Select therapists who are open-minded to the effects of trauma, honest about their limitations, and willing to learn more.  As long as their clinical skills include active listening, deep understanding, gentle compassion, effective communication, recognition of family dynamics, emotional tolerance, clear boundaries, etc., you will be able to progress in your healing.

However, it will be highly important to augment your treatment with additional information.  Read books, search online, get regular and ongoing consultations with trauma specialists, join trauma/DID support groups, attend conferences, consider online or distance therapy with a trauma therapist as an adjunct (secondary) therapist, etc. 

Do not assume that general therapists will learn enough on their own to get you through the most difficult and complex places in your healing.  You will have to take charge of your own work.  Make sure to do extra homework!

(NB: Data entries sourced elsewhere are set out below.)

//! Structured error types shared across sweeplab crates.

use std::collections::BTreeMap;
use std::fmt::{self, Display};

use serde::{Deserialize, Serialize};
use thiserror::Error;

/// Structured payload attached to every [`LabError`] variant.
#[derive(Debug, Clone, PartialEq, Eq, Serialize, Deserialize)]
pub struct ErrorInfo {
    /// Stable machine readable error code.
    pub code: String,
    /// Human readable diagnostic message.
    pub message: String,
    /// Contextual key value pairs (config keys, paths, tags, etc.).
    #[serde(default)]
    pub context: BTreeMap<String, String>,
    /// Optional hint that may help the caller resolve the issue.
    #[serde(skip_serializing_if = "Option::is_none")]
    pub hint: Option<String>,
}

impl ErrorInfo {
    /// Creates a new error payload with the provided code and message.
    pub fn new(code: impl Into<String>, message: impl Into<String>) -> Self {
        Self {
            code: code.into(),
            message: message.into(),
            context: BTreeMap::new(),
            hint: None,
        }
    }

    /// Adds a context entry to the payload.
    pub fn with_context(mut self, key: impl Into<String>, value: impl Into<String>) -> Self {
        self.context.insert(key.into(), value.into());
        self
    }

    /// Sets a human readable hint for remediation.
    pub fn with_hint(mut self, hint: impl Into<String>) -> Self {
        self.hint = Some(hint.into());
        self
    }
}

/// Canonical error type for the sweeplab toolkit.
#[derive(Debug, Clone, PartialEq, Eq, Serialize, Deserialize, Error)]
#[serde(tag = "family", content = "detail")]
pub enum LabError {
    /// Configuration space and sweep expansion errors.
    #[error("config error: {0}")]
    Config(ErrorInfo),
    /// Result and artifact construction errors.
    #[error("validation error: {0}")]
    Validation(ErrorInfo),
    /// Registry dispatch failures for unrecognised artifact tags.
    #[error("unknown tag: {0}")]
    UnknownTag(ErrorInfo),
    /// Serialization and schema errors.
    #[error("serde error: {0}")]
    Serde(ErrorInfo),
    /// Filesystem persistence errors.
    #[error("store error: {0}")]
    Store(ErrorInfo),
    /// Collaborator contract violations (experiment invocations, lookups).
    #[error("contract error: {0}")]
    Contract(ErrorInfo),
}

impl Display for ErrorInfo {
    fn fmt(&self, f: &mut fmt::Formatter<'_>) -> fmt::Result {
        write!(f, "{} (code: {})", self.message, self.code)?;
        if !self.context.is_empty() {
            write!(f, " | context: [")?;
            for (idx, (key, value)) in self.context.iter().enumerate() {
                if idx > 0 {
                    write!(f, ", ")?;
                }
                write!(f, "{key}={value}")?;
            }
            write!(f, "]")?;
        }
        if let Some(hint) = &self.hint {
            write!(f, " | hint: {hint}")?;
        }
        Ok(())
    }
}

impl LabError {
    /// Returns a reference to the payload describing the error.
    pub fn info(&self) -> &ErrorInfo {
        match self {
            LabError::Config(info)
            | LabError::Validation(info)
            | LabError::UnknownTag(info)
            | LabError::Serde(info)
            | LabError::Store(info)
            | LabError::Contract(info) => info,
        }
    }
}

Your greatest therapeutic gains will be with a therapist you trust.  Therapy is about you.  It is your looking at your life, your history, your feelings, your reactions, your truths, your beliefs.  When you feel safe enough to be totally and completely honest with yourself, you will be able to look at your painful wounds and all the resulting affects of the trauma.  You will be able to bring down those dissociative walls that you built for safety and separation from “all the hard stuff”.  

Pick a therapist you can connect with, build a solid foundation, and keep going from there. You’ll feel better for it.